# [EXERCISE INSTRUCTIONS]
From the first line of the records down to the one that holds "impl std::fmt::Display for", transcribe each line exactly and add nothing.

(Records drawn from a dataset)
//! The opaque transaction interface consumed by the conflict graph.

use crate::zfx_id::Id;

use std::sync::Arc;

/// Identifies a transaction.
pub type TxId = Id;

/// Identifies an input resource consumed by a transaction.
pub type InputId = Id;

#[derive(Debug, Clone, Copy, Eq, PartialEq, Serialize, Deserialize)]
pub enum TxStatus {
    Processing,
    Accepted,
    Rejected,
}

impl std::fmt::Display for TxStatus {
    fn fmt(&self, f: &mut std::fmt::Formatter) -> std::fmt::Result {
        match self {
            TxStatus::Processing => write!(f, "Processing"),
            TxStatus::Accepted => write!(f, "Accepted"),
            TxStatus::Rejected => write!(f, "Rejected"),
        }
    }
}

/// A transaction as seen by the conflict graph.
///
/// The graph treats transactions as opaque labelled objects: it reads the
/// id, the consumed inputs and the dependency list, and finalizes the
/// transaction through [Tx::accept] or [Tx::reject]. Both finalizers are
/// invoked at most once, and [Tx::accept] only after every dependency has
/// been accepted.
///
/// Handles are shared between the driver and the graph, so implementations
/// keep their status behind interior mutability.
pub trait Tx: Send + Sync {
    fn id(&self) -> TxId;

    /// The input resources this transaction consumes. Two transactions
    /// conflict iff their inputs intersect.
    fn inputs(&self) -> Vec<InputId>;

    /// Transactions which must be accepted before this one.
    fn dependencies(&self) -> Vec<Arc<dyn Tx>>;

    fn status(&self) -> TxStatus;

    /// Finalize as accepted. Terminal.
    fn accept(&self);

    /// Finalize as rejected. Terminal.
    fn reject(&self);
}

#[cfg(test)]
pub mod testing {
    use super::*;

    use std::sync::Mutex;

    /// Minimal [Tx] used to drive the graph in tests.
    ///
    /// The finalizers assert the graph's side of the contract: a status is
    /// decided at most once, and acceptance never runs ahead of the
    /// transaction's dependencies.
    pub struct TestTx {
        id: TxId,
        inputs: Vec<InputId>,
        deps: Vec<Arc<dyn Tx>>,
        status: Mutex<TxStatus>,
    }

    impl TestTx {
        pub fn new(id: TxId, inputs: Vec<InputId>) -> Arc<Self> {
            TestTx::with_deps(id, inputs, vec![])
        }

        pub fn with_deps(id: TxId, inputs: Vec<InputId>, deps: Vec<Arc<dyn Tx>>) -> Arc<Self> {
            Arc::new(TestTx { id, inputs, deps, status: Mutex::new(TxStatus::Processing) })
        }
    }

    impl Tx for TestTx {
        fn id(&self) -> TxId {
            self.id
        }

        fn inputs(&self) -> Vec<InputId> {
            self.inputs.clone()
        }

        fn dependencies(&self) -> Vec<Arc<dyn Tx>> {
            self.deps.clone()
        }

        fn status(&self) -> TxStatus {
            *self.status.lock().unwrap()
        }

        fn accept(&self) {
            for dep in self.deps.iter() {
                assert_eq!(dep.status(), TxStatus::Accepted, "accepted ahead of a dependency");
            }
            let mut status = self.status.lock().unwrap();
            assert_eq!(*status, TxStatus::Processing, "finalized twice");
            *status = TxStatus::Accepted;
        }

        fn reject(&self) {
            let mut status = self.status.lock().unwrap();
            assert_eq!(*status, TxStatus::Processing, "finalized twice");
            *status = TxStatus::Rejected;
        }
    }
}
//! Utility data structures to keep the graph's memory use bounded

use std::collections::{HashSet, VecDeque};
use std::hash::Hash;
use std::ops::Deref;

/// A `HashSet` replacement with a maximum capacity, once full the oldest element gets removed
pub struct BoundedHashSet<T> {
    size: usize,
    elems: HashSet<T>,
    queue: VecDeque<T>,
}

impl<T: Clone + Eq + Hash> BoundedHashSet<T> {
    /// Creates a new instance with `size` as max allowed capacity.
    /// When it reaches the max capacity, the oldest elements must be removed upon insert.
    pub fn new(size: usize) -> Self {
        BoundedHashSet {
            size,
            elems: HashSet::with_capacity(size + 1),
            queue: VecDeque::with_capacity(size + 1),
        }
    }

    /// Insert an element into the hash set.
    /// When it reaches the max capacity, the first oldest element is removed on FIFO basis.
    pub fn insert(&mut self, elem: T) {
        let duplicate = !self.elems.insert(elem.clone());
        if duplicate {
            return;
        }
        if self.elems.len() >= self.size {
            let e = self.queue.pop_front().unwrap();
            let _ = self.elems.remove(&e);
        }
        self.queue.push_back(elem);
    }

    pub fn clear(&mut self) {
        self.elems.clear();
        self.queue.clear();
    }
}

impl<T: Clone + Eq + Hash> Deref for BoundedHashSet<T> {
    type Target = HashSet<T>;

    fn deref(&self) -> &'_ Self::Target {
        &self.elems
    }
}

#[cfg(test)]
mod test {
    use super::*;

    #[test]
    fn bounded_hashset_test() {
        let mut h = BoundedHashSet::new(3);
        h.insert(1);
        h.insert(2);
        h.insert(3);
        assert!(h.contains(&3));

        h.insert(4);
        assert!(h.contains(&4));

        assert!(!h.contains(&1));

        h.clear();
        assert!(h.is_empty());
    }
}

# [EXERCISE SOLUTION]
//! The opaque transaction interface consumed by the conflict graph.

use crate::zfx_id::Id;

use std::sync::Arc;

/// Identifies a transaction.
pub type TxId = Id;

/// Identifies an input resource consumed by a transaction.
pub type InputId = Id;

#[derive(Debug, Clone, Copy, Eq, PartialEq, Serialize, Deserialize)]
pub enum TxStatus {
    Processing,
    Accepted,
    Rejected,
}

impl std::fmt::Display for TxStatus {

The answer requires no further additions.